Jorge Herrera: desinformado
Fuente: Publicación de Milenio
Jorge Herrera: desinformado
CABLE A TIERRA Marcela Moreno Casas
Durango es en este momento el hazmerreír nacional. Y todo porque su gobernador Jorge Herrera Caldera fiel al estilo confuso que lo ha caracterizado desde su asunción al poder, tuvo un desliz mayúsculo en el programa radiofónico que conduce Carmen Aristegui ayer.
Entre otras cosas habló de que no se había identificado a ninguno de los cuerpos rescatados de las cinco fosas, cuando la Fiscalía informó el 7 de mayo que un hombre de 31 años, originario de Santiago Papasquiaro, fue reconocido por su propio hermano.

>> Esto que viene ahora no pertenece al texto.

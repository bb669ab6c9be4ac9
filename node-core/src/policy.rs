//! Decides whether the node should be polling the modem or entering sleep.
//!
//! The node only acts in response to incoming acoustic messages; outside the
//! activity window it sits in light sleep with the modem still powered. The
//! window is anchored to the wall-clock second of the last frame-sync edge.

/// Seconds of polling granted after the last frame-sync edge.
pub const ACTIVE_WINDOW_SECS: u32 = 30;

/// Coarse operating state tracked across iterations.
#[derive(Copy, Clone, Debug, Eq, PartialEq)]
pub enum NodeState {
    Active,
    Asleep,
}

impl NodeState {
    #[must_use]
    pub const fn is_active(self) -> bool {
        matches!(self, NodeState::Active)
    }
}

/// Outcome of assessing one iteration.
#[derive(Copy, Clone, Debug, Eq, PartialEq)]
pub enum Assessment {
    /// Pending edge or inside the activity window: poll for messages.
    Poll,
    /// Exactly at the window boundary: neither poll nor sleep this cycle.
    Hold,
    /// Past the window with nothing pending: eligible to sleep.
    Doze,
}

/// Activity window state machine.
///
/// Starts `Active` because the startup sequence ends with a broadcast
/// announcement, which counts as activity. There is no terminal state; the
/// only exits from the loop are a forced hardware reset or hardware failure.
pub struct ActivityPolicy {
    state: NodeState,
    window_secs: u32,
}

impl ActivityPolicy {
    #[must_use]
    pub const fn new() -> Self {
        Self {
            state: NodeState::Active,
            window_secs: ACTIVE_WINDOW_SECS,
        }
    }

    #[must_use]
    pub const fn state(&self) -> NodeState {
        self.state
    }

    /// `true` while `now` is strictly inside the window after `last_wake`.
    #[must_use]
    pub fn within_window(&self, now_secs: u32, last_wake_secs: u32) -> bool {
        now_secs < last_wake_secs.saturating_add(self.window_secs)
    }

    /// `true` once `now` is strictly past the window end.
    #[must_use]
    pub fn window_elapsed(&self, now_secs: u32, last_wake_secs: u32) -> bool {
        now_secs > last_wake_secs.saturating_add(self.window_secs)
    }

    /// Classifies the current instant. The boundary second maps to
    /// [`Assessment::Hold`]: the poll window has closed but the sleep
    /// condition is not yet strictly satisfied.
    #[must_use]
    pub fn assess(&self, pending: bool, now_secs: u32, last_wake_secs: u32) -> Assessment {
        if pending || self.within_window(now_secs, last_wake_secs) {
            Assessment::Poll
        } else if self.window_elapsed(now_secs, last_wake_secs) {
            Assessment::Doze
        } else {
            Assessment::Hold
        }
    }

    /// Records that the sleep half of the power sequence has run.
    pub fn note_sleep(&mut self) {
        self.state = NodeState::Asleep;
    }

    /// Records that the wake half of the power sequence has run.
    pub fn note_wake(&mut self) {
        self.state = NodeState::Active;
    }
}

impl Default for ActivityPolicy {
    fn default() -> Self {
        Self::new()
    }
}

Y si está desinformado de lo que sucede en el estado que gobierna, en cambio demostró que domina el discurso demagógico al más puro estilo de la política aldeana, habla mucho, el discurso aburridor de siempre, dice poco.
No hay sustancia. El tema de seguridad despierta el nerviosismo en cualquiera, pero donde más se debería tener la cabeza fría es en el gobierno de un estado, donde la violencia ha sembrado muerte, dolor y lágrimas, en una escala que ya sobrepasó todo lo imaginable.
Durango se ha convertido en fuente inagotable de notas rojas, pero no gracias a las facilidades otorgadas por el área de comunicación social, que bajo tierra, maneja el periodista Rafael Herrera, a quien se relaciona familiarmente con el mandatario. No tiene cargo oficial, pero mueve, para mal, los hilos de la marioneta. Y en este caso la marioneta es todo el aparato de comunicación social.
No hay cuidado ni siquiera con las formas. Los boletines que firma el mandatario son enviados desde una cuenta usada durante su campaña y todavía vinculada al PRI.
Privilegian a ciertos medios e ignoran a otros. Se establecen voceros oficiales para el tema de la seguridad, en este caso Juan Rafael Rosales Sida y se les ignora o de plano éstos por el mismo miedo prefieren hacerse “los occisos” o molestarse ante los cuestionamientos de los medios.
Lo que da miedo es el hecho de que del otro lado, del lado de la delincuencia, la organización está presente, pero los “buenos” no han podido ni siquiera coordinarse entre ellos, ante la falta de liderazgo y tibieza de su jefe.